Laloorinu Parayanullathu (What Has Laloor To Say) is an Indian documentary film produced by Joseph Paneagaden and directed by Sathish Kalathil under the banner of Digital Film Makers Forum in Malayalam Language. The documentary narrates about the problems of Municipal Garbage dumping in Laloor, a suburban area in Thrissur Municipal Corporation.  The film reveals the history of the waste dumping in Laloor since the period of Sakthan Thampuran who was the ruler of the Kingdom of Cochin and first violence against the Garbage dumping here.

Moreover, the documentary brings out a strong view of the suffer and suffering people in Laloor.
Many national social activists in India, like Medha Patkar, B. D. Sharma, Dr. Binayak Sen, Sarah Joseph, K. Ajitha, K. Venu and Laloor Samara Samithi (Laloor Strike Committee) Leader T.K. Vasu were especially participated and interviewed for the documentary. The film released on 02.12.2012 at Kerala Sahitya Akademi, Thrissur. The Preview show inaugurated by M.G. Sasi noted Film Director in Malayalam.

Synopsis

The documentary Says..
This is the soil of Laloor. With its fate to carry foul smell. Spread contagious diseases. This soil gave birth to a lot of fighters against the rulers. Abuse ... Fury ... Out Casting ... So much suffering ... ? Have been heard so many abuses ... All these are centuries old. The waste deposited here is not their own, it is brought from outside. Once, they felt agony deep inside. For survival... Pure water... Fresh air... For the sin of taking birth at Laloor they were not ready to suffer lifelong. They furiously resisted.
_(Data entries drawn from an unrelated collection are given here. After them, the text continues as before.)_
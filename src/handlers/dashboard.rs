use axum::{extract::State, Extension, Json};
use chrono::Utc;
use serde::Serialize;

use crate::aggregate::{sum_for_day, DASHBOARD_RECENT_WINDOW};
use crate::auth::middleware::AuthUser;
use crate::error::{AppError, AppResult};
use crate::models::tracker::{ExerciseLog, SleepLog, WaterLog};
use crate::models::user::{User, UserProfile};
use crate::wellness;
use crate::AppState;

#[derive(Debug, Serialize)]
pub struct DashboardResponse {
    pub profile: UserProfile,
    pub bmi: f64,
    pub daily_calories: f64,
    pub today_water_liters: f64,
    pub today_exercise_min: f64,
    pub today_sleep_hours: f64,
}

pub async fn get_dashboard(
    State(state): State<AppState>,
    Extension(auth_user): Extension<AuthUser>,
) -> AppResult<Json<DashboardResponse>> {
    let user = sqlx::query_as::<_, User>("SELECT * FROM users WHERE id = $1")
        .bind(auth_user.id)
        .fetch_optional(&state.db)
        .await?
        .ok_or(AppError::NotFound("User not found".into()))?;

    let bmi = wellness::bmi(user.weight_kg, user.height_cm);
    let daily_calories =
        wellness::daily_calorie_need(user.gender, user.weight_kg, user.height_cm, user.age);

    // Today's totals come from the bounded recent window, not a full
    // day scan: only the newest rows per type are considered.
    let recent_exercise = sqlx::query_as::<_, ExerciseLog>(
        r#"
        SELECT * FROM exercise_logs
        WHERE user_id = $1
        ORDER BY recorded_at DESC
        LIMIT $2
        "#,
    )
    .bind(auth_user.id)
    .bind(DASHBOARD_RECENT_WINDOW)
    .fetch_all(&state.db)
    .await?;

    let recent_water = sqlx::query_as::<_, WaterLog>(
        r#"
        SELECT * FROM water_logs
        WHERE user_id = $1
        ORDER BY recorded_at DESC
        LIMIT $2
        "#,
    )
    .bind(auth_user.id)
    .bind(DASHBOARD_RECENT_WINDOW)
    .fetch_all(&state.db)
    .await?;

    let recent_sleep = sqlx::query_as::<_, SleepLog>(
        r#"
        SELECT * FROM sleep_logs
        WHERE user_id = $1
        ORDER BY recorded_at DESC
        LIMIT $2
        "#,
    )
    .bind(auth_user.id)
    .bind(DASHBOARD_RECENT_WINDOW)
    .fetch_all(&state.db)
    .await?;

    let today = Utc::now().date_naive();
    let today_water_liters =
        sum_for_day(&recent_water, today, |l| l.recorded_at, |l| l.amount_liters);
    let today_exercise_min = sum_for_day(
        &recent_exercise,
        today,
        |l| l.recorded_at,
        |l| l.duration_min as f64,
    );
    let today_sleep_hours = sum_for_day(&recent_sleep, today, |l| l.recorded_at, |l| l.hours);

    Ok(Json(DashboardResponse {
        profile: user.into(),
        bmi,
        daily_calories,
        today_water_liters,
        today_exercise_min,
        today_sleep_hours,
    }))
}
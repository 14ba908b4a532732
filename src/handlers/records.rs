use axum::{extract::State, Extension, Json};
use uuid::Uuid;
use validator::Validate;

use crate::auth::middleware::AuthUser;
use crate::error::{AppError, AppResult};
use crate::models::health_record::{CreateHealthRecordRequest, HealthRecord};
use crate::models::user::User;
use crate::wellness;
use crate::AppState;

pub async fn create_record(
    State(state): State<AppState>,
    Extension(auth_user): Extension<AuthUser>,
    Json(body): Json<CreateHealthRecordRequest>,
) -> AppResult<Json<HealthRecord>> {
    body.validate()
        .map_err(|e| AppError::Validation(e.to_string()))?;

    let user = sqlx::query_as::<_, User>("SELECT * FROM users WHERE id = $1")
        .bind(auth_user.id)
        .fetch_optional(&state.db)
        .await?
        .ok_or(AppError::NotFound("User not found".into()))?;

    // Snapshot the derived values as of now; later profile edits (none
    // exist today) would not rewrite past records.
    let bmi = wellness::bmi(user.weight_kg, user.height_cm);
    let calories_needed =
        wellness::daily_calorie_need(user.gender, user.weight_kg, user.height_cm, user.age);

    let record = sqlx::query_as::<_, HealthRecord>(
        r#"
        INSERT INTO health_records
            (id, user_id, bmi, temperature, health_rating, calories_consumed, calories_needed)
        VALUES ($1, $2, $3, $4, $5, $6, $7)
        RETURNING *
        "#,
    )
    .bind(Uuid::new_v4())
    .bind(auth_user.id)
    .bind(bmi)
    .bind(body.temperature)
    .bind(body.health_rating)
    .bind(body.calories_consumed)
    .bind(calories_needed)
    .fetch_one(&state.db)
    .await?;

    Ok(Json(record))
}

pub async fn list_records(
    State(state): State<AppState>,
    Extension(auth_user): Extension<AuthUser>,
) -> AppResult<Json<Vec<HealthRecord>>> {
    let records = sqlx::query_as::<_, HealthRecord>(
        r#"
        SELECT * FROM health_records
        WHERE user_id = $1
        ORDER BY recorded_at DESC
        "#,
    )
    .bind(auth_user.id)
    .fetch_all(&state.db)
    .await?;

    Ok(Json(records))
}
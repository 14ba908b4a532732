use axum::{extract::State, http::StatusCode, Json};
use serde_json::{json, Value};

use crate::AppState;

pub async fn health_check() -> Json<Value> {
    Json(json!({
        "status": "ok",
        "service": "vitalog-api",
        "version": env!("CARGO_PKG_VERSION"),
    }))
}

pub async fn readyz(State(state): State<AppState>) -> (StatusCode, Json<Value>) {
    let db_ok = sqlx::query_scalar::<_, i32>("SELECT 1")
        .fetch_one(&state.db)
        .await
        .is_ok();

    if db_ok {
        (
            StatusCode::OK,
            Json(json!({
                "status": "ready",
                "checks": { "database": "ok" },
            })),
        )
    } else {
        (
            StatusCode::SERVICE_UNAVAILABLE,
            Json(json!({
                "status": "not_ready",
                "checks": { "database": "failed" },
            })),
        )
    }
}
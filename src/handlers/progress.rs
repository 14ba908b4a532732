use axum::{extract::State, Extension, Json};
use chrono::NaiveDate;
use serde::Serialize;

use crate::auth::middleware::AuthUser;
use crate::error::AppResult;
use crate::AppState;

/// Distinct dates per series shown on the progress page.
const PROGRESS_DATE_LIMIT: i64 = 30;

#[derive(Debug, Serialize)]
pub struct ExercisePoint {
    pub date: NaiveDate,
    pub total_duration_min: i64,
}

#[derive(Debug, Serialize)]
pub struct WaterPoint {
    pub date: NaiveDate,
    pub total_liters: f64,
}

#[derive(Debug, Serialize)]
pub struct SleepPoint {
    pub date: NaiveDate,
    pub avg_hours: f64,
}

#[derive(Debug, Serialize)]
pub struct ProgressResponse {
    pub exercise: Vec<ExercisePoint>,
    pub water: Vec<WaterPoint>,
    pub sleep: Vec<SleepPoint>,
}

/// Full-history aggregates grouped by calendar date, newest date first,
/// capped at the 30 most recent distinct dates per series. Dates with no
/// logs are simply absent — no gap filling.
pub async fn get_progress(
    State(state): State<AppState>,
    Extension(auth_user): Extension<AuthUser>,
) -> AppResult<Json<ProgressResponse>> {
    let exercise_rows = sqlx::query_as::<_, (NaiveDate, i64)>(
        r#"
        SELECT recorded_at::date AS date, COALESCE(SUM(duration_min), 0)::bigint AS total
        FROM exercise_logs
        WHERE user_id = $1
        GROUP BY recorded_at::date
        ORDER BY recorded_at::date DESC
        LIMIT $2
        "#,
    )
    .bind(auth_user.id)
    .bind(PROGRESS_DATE_LIMIT)
    .fetch_all(&state.db)
    .await?;

    let water_rows = sqlx::query_as::<_, (NaiveDate, f64)>(
        r#"
        SELECT recorded_at::date AS date, COALESCE(SUM(amount_liters), 0) AS total
        FROM water_logs
        WHERE user_id = $1
        GROUP BY recorded_at::date
        ORDER BY recorded_at::date DESC
        LIMIT $2
        "#,
    )
    .bind(auth_user.id)
    .bind(PROGRESS_DATE_LIMIT)
    .fetch_all(&state.db)
    .await?;

    let sleep_rows = sqlx::query_as::<_, (NaiveDate, f64)>(
        r#"
        SELECT recorded_at::date AS date, COALESCE(AVG(hours), 0) AS avg_hours
        FROM sleep_logs
        WHERE user_id = $1
        GROUP BY recorded_at::date
        ORDER BY recorded_at::date DESC
        LIMIT $2
        "#,
    )
    .bind(auth_user.id)
    .bind(PROGRESS_DATE_LIMIT)
    .fetch_all(&state.db)
    .await?;

    Ok(Json(ProgressResponse {
        exercise: exercise_rows
            .into_iter()
            .map(|(date, total_duration_min)| ExercisePoint {
                date,
                total_duration_min,
            })
            .collect(),
        water: water_rows
            .into_iter()
            .map(|(date, total_liters)| WaterPoint { date, total_liters })
            .collect(),
        sleep: sleep_rows
            .into_iter()
            .map(|(date, avg_hours)| SleepPoint { date, avg_hours })
            .collect(),
    }))
}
The fume of their resistance spread through the length and breadth of Kerala. The world began to realize the fights of 1000 and more families to live in their native place..

Medha Patkar says..
Someone creates waste and someone is facing the result of dumping the waste. But, we can't point out a single culprit. Everyone is partly ignorant and partly callous, including the citizens. But, let us start with the rulers. They have the highest responsibility, because they are in charge or in control of resources. Community is not even given right to the land and water. They can only be given right to waste that is dumped on their land, is ridiculous.

B.D.Sharma says..
Dumping of urban waste in the villages is most unethical and it shall not be even supported by the state. It is unfortunate that the state which compares viz a viz the top gentry and so on..  they are not concerned about it.

Dr. Binayak Sen says..
Real issue is how to have decentralized treatment of urban waste. So that untreated waste doesn't have to be dumped in this way and expose citizens all across the world. Particularly in this instance in the Laloor area, the dangers of toxins is resulting from the decomposition of this urban waste.

Sarah Joseph says..
Why these much ladies and kids take part in this strike. Everywhere, they are facing many problems like waste, diseases and drinking water. There is no pure water to drink. If the water is poisonous, the ladies should bring pure water from wherever it is available. Like this, the ladies should deal with children's diseases also. There is pain in mother's mind..  she knows that there is poison in the food when she cooks for her child. Their own health problems... The ladies of Laloor are much worried about the health of their family and the society. Moreover, the main problem is that of the youth that they won't get a marital alliance. The outside people never would like to get tied with Laloor by marriage. This is a cursed land... this is a poisoned land..., that is a cursed person.. who is coming here... they are suffering from these kinds of pain and insults.

K. Venu says..
The Laloor strike has a long history. Sometimes, when it was raised by the whole people in single voice, the outcome will come out in the form of some solutions. The municipality will come with some projects. These projects would settle only a few then, the strike will be stopped. When the strike is halted,  municipality will regress from the implementation of the projects. Again when the issue returns to the surface, the strike is revived. Every time this process goes on...

T.K.Vasu says..
Though, the petitions were sent to the authorities since 1983. It never had a final solution. Laloor was a part of Ayyanthole  panchayat in 1988. Then, the panchayat could have prohibited the dumping of town waste in Laloor. But, they didn't do anything.  So, we resiliently revived the strike

Soundtrack
The song "Nagarathin Thekku Padinjaaru Konilay..." written by Sidharthan Puranattukara, composed by Avd.P.K. Sajeev, and sung by Baburaj Puthur.

Script publishing

 
After some research about the sufferings and various problems faced by people of Laloor due to the heavy dumping of Municipal Garbage of Thrissur Municipal Corporation at their premises and the associated protest manifested through various forms of strikes, Sathish Kalathil wrote the Principal Story for his documentary Laloorinu Parayanullathu. Bhasi Pangil made a Script out of this Story about Laloor.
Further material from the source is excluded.